## TASK STATEMENT
Using the listing below, set down each line from the line containing "A storage error" through the line containing "let (status, code, message)", both ends included, exactly and with nothing added.

## MATERIAL FOR THIS TASK
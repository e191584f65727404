use std::net::SocketAddr;
use std::sync::Arc;

use tracing_subscriber::{layer::SubscriberExt, util::SubscriberInitExt};

use lutshop_api::config::ServerConfig;
use lutshop_api::router::build_app_router;
use lutshop_api::state::AppState;
use lutshop_db::{MemoryPresetStore, PgPresetStore, PresetStore};

#[tokio::main]
async fn main() {
    dotenvy::dotenv().ok();

    // --- Tracing ---
    tracing_subscriber::registry()
        .with(
            tracing_subscriber::EnvFilter::try_from_default_env()
                .unwrap_or_else(|_| "lutshop_api=debug,lutshop_db=debug,tower_http=debug".into()),
        )
        .with(tracing_subscriber::fmt::layer())
        .init();

    // --- Configuration ---
    let config = ServerConfig::from_env();
    tracing::info!(host = %config.host, port = %config.port, "Loaded server configuration");

    // --- Store ---
    let store: Arc<dyn PresetStore> = match config.database_url.as_deref() {
        Some(database_url) => {
            let pool = lutshop_db::create_pool(database_url)
                .await
                .expect("Failed to connect to database");
            tracing::info!("Database connection pool created");

            lutshop_db::health_check(&pool)
                .await
                .expect("Database health check failed");
            tracing::info!("Database health check passed");

            lutshop_db::run_migrations(&pool)
                .await
                .expect("Failed to run database migrations");
            tracing::info!("Database migrations applied");

            Arc::new(PgPresetStore::new(pool))
        }
        None => {
            tracing::warn!("DATABASE_URL not set, presets are kept in memory");
            Arc::new(MemoryPresetStore::new())
        }
    };

    // --- App state ---
    let state = AppState {
        store,
        config: Arc::new(config.clone()),
    };

    let app = build_app_router(state, &config);

    // --- Start server ---
    let addr = SocketAddr::new(
        config.host.parse().expect("Invalid HOST address"),
        config.port,
    );
    tracing::info!(%addr, "Starting server");

    let listener = tokio::net::TcpListener::bind(addr)
        .await
        .expect("Failed to bind to address");

    axum::serve(listener, app)
        .with_graceful_shutdown(shutdown_signal())
        .await
        .expect("Server error");

    tracing::info!("Graceful shutdown complete");
}

/// Wait for SIGINT (Ctrl-C) or, on Unix, SIGTERM.
async fn shutdown_signal() {
    let ctrl_c = async {
        tokio::signal::ctrl_c()
            .await
            .expect("Failed to install Ctrl-C handler");
    };

    #[cfg(unix)]
    let terminate = async {
        tokio::signal::unix::signal(tokio::signal::unix::SignalKind::terminate())
            .expect("Failed to install SIGTERM handler")
            .recv()
            .await;
    };

    #[cfg(not(unix))]
    let terminate = std::future::pending::<()>();

    tokio::select! {
        () = ctrl_c => {
            tracing::info!("Received SIGINT (Ctrl-C), starting graceful shutdown");
        }
        () = terminate => {
            tracing::info!("Received SIGTERM, starting graceful shutdown");
        }
    }
}
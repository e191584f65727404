use axum::http::StatusCode;
use axum::response::{IntoResponse, Response};
use lutshop_core::error::CoreError;
use lutshop_db::StoreError;
use serde_json::json;

/// Application-level error type for HTTP handlers.
///
/// Wraps [`CoreError`] for domain errors and [`StoreError`] for storage
/// failures. Implements [`IntoResponse`] to produce consistent JSON error
/// responses.
#[derive(Debug, thiserror::Error)]
pub enum AppError {
    /// A domain-level error from `lutshop_core`.
    #[error(transparent)]
    Core(#[from] CoreError),

    /// A storage error from `lutshop_db`.
    #[error(transparent)]
    Store(#[from] StoreError),
}

/// Convenience type alias for handler return values.
pub type AppResult<T> = Result<T, AppError>;

impl IntoResponse for AppError {
    fn into_response(self) -> Response {
        let (status, code, message) = match &self {
            AppError::Core(core) => match core {
                CoreError::NotFound { entity, id } => (
                    StatusCode::NOT_FOUND,
                    "NOT_FOUND",
                    format!("{entity} with id {id} not found"),
                ),
                CoreError::Validation(msg) => {
                    (StatusCode::BAD_REQUEST, "VALIDATION_ERROR", msg.clone())
                }
                CoreError::Internal(msg) => {
                    tracing::error!(error = %msg, "Internal core error");
                    internal_error()
                }
            },
            AppError::Store(StoreError::Database(err)) => classify_sqlx_error(err),
        };

        let body = json!({
            "error": message,
            "code": code,
        });

        (status, axum::Json(body)).into_response()
    }
}

fn internal_error() -> (StatusCode, &'static str, String) {
    (
        StatusCode::INTERNAL_SERVER_ERROR,
        "INTERNAL_ERROR",
        "An internal error occurred".to_string(),
    )
}

/// Classify a sqlx error into an HTTP status, error code, and message.
///
/// `RowNotFound` maps to 404; everything else maps to 500 with a sanitized
/// message.
fn classify_sqlx_error(err: &sqlx::Error) -> (StatusCode, &'static str, String) {
    match err {
        sqlx::Error::RowNotFound => (
            StatusCode::NOT_FOUND,
            "NOT_FOUND",
            "Resource not found".to_string(),
        ),
        other => {
            tracing::error!(error = %other, "Database error");
            internal_error()
        }
    }
}
//! Route definitions for the preset collection resource, mounted at `/presets`.
//!
//! ```text
//! GET    /          list_presets
//! POST   /          create_preset
//! PUT    /{id}      update_preset
//! ```

use axum::routing::{get, put};
use axum::Router;

use crate::handlers::presets;
use crate::state::AppState;

/// Preset routes.
pub fn router() -> Router<AppState> {
    Router::new()
        .route(
            "/",
            get(presets::list_presets).post(presets::create_preset),
        )
        .route("/{id}", put(presets::update_preset))
}
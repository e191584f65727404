//! Preset catalog administration client.
//!
//! [`PresetAdminController`] owns the admin screen's state (the cached preset
//! list, the edit form draft, and the loading flag) and keeps it consistent
//! with the remote collection resource through a [`PresetRepository`]. Every
//! successful mutation is followed by a full reload; the local list is never
//! patched in place.
//!
//! [`PresetAdminController`]: controller::PresetAdminController
//! [`PresetRepository`]: repository::PresetRepository

pub mod config;
pub mod controller;
pub mod error;
pub mod notification;
pub mod repository;
pub mod state;

pub use config::AdminConfig;
pub use controller::PresetAdminController;
pub use error::AdminError;
pub use notification::{Notification, NotificationVariant};
pub use repository::{HttpPresetRepository, Listing, PresetRepository};
pub use state::{reconcile, AdminState};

## WRITTEN SOLUTION
    /// A storage error from `lutshop_db`.
    #[error(transparent)]
    Store(#[from] StoreError),
}

/// Convenience type alias for handler return values.
pub type AppResult<T> = Result<T, AppError>;

impl IntoResponse for AppError {
    fn into_response(self) -> Response {
        let (status, code, message) = match &self {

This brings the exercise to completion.